RECORDS:

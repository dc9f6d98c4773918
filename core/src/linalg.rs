//! Small fixed-size linear algebra used by propagation and the Kalman
//! update: 3- and 6-vectors, 3x3/6x6 symmetric covariance blocks, and the
//! 3x6/6x3 projections between them.
//!
//! The reference crate (`godview_core::godview_tracking`,
//! `godview_core::godview_time`) already reaches for `nalgebra`'s statically
//! sized aliases for exactly this purpose (`Matrix6<f64>`, `Vector6<f64>`,
//! `Matrix3<f64>`); this module just names the aliases this crate uses so
//! call sites read in terms of the domain (`Mat6`, `StateVec`) rather than
//! `nalgebra`'s generic names.

pub use nalgebra::{Matrix3, Matrix3x6, Matrix6, Matrix6x3, Vector3, Vector6};

/// Position vector / 3D measurement space.
pub type Vec3 = Vector3<f64>;
/// Full track state: `(x, y, z, px, py, pz)`.
pub type Vec6 = Vector6<f64>;
/// 3x3 position covariance (hit measurement noise).
pub type Mat3 = Matrix3<f64>;
/// 6x6 state covariance.
pub type Mat6 = Matrix6<f64>;
/// Projection from 6D state to 3D position space.
pub type Mat3x6 = Matrix3x6<f64>;
/// Transpose of [`Mat3x6`].
pub type Mat6x3 = Matrix6x3<f64>;

/// The fixed observation matrix projecting `(x, y, z, px, py, pz)` onto
/// `(x, y, z)`.
pub fn projection_matrix() -> Mat3x6 {
    let mut h = Mat3x6::zeros();
    h[(0, 0)] = 1.0;
    h[(1, 1)] = 1.0;
    h[(2, 2)] = 1.0;
    h
}

/// Symmetrizes a matrix in place: `m := (m + m^T) / 2`.
///
/// Used after the Kalman update, whose posterior covariance is symmetric
/// analytically but can drift slightly under floating point error.
pub fn symmetrize(m: &mut Mat6) {
    *m = (*m + m.transpose()) * 0.5;
}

PROBLEM DESCRIPTION:
What this exercise asks for is an exact copy of all the records.

ANSWER TO THE PROBLEM:
repository dc9f6d98c4773918
filename core/src/linalg.rs
//! Small fixed-size linear algebra used by propagation and the Kalman
//! update: 3- and 6-vectors, 3x3/6x6 symmetric covariance blocks, and the
//! 3x6/6x3 projections between them.
//!
//! The reference crate (`godview_core::godview_tracking`,
//! `godview_core::godview_time`) already reaches for `nalgebra`'s statically
//! sized aliases for exactly this purpose (`Matrix6<f64>`, `Vector6<f64>`,
//! `Matrix3<f64>`); this module just names the aliases this crate uses so
//! call sites read in terms of the domain (`Mat6`, `StateVec`) rather than
//! `nalgebra`'s generic names.

pub use nalgebra::{Matrix3, Matrix3x6, Matrix6, Matrix6x3, Vector3, Vector6};

/// Position vector / 3D measurement space.
pub type Vec3 = Vector3<f64>;
/// Full track state: `(x, y, z, px, py, pz)`.
pub type Vec6 = Vector6<f64>;
/// 3x3 position covariance (hit measurement noise).
pub type Mat3 = Matrix3<f64>;
/// 6x6 state covariance.
pub type Mat6 = Matrix6<f64>;
/// Projection from 6D state to 3D position space.
pub type Mat3x6 = Matrix3x6<f64>;
/// Transpose of [`Mat3x6`].
pub type Mat6x3 = Matrix6x3<f64>;

/// The fixed observation matrix projecting `(x, y, z, px, py, pz)` onto
/// `(x, y, z)`.
pub fn projection_matrix() -> Mat3x6 {
    let mut h = Mat3x6::zeros();
    h[(0, 0)] = 1.0;
    h[(1, 1)] = 1.0;
    h[(2, 2)] = 1.0;
    h
}

/// Symmetrizes a matrix in place: `m := (m + m^T) / 2`.
///
/// Used after the Kalman update, whose posterior covariance is symmetric
/// analytically but can drift slightly under floating point error.
pub fn symmetrize(m: &mut Mat6) {
    *m = (*m + m.transpose()) * 0.5;
}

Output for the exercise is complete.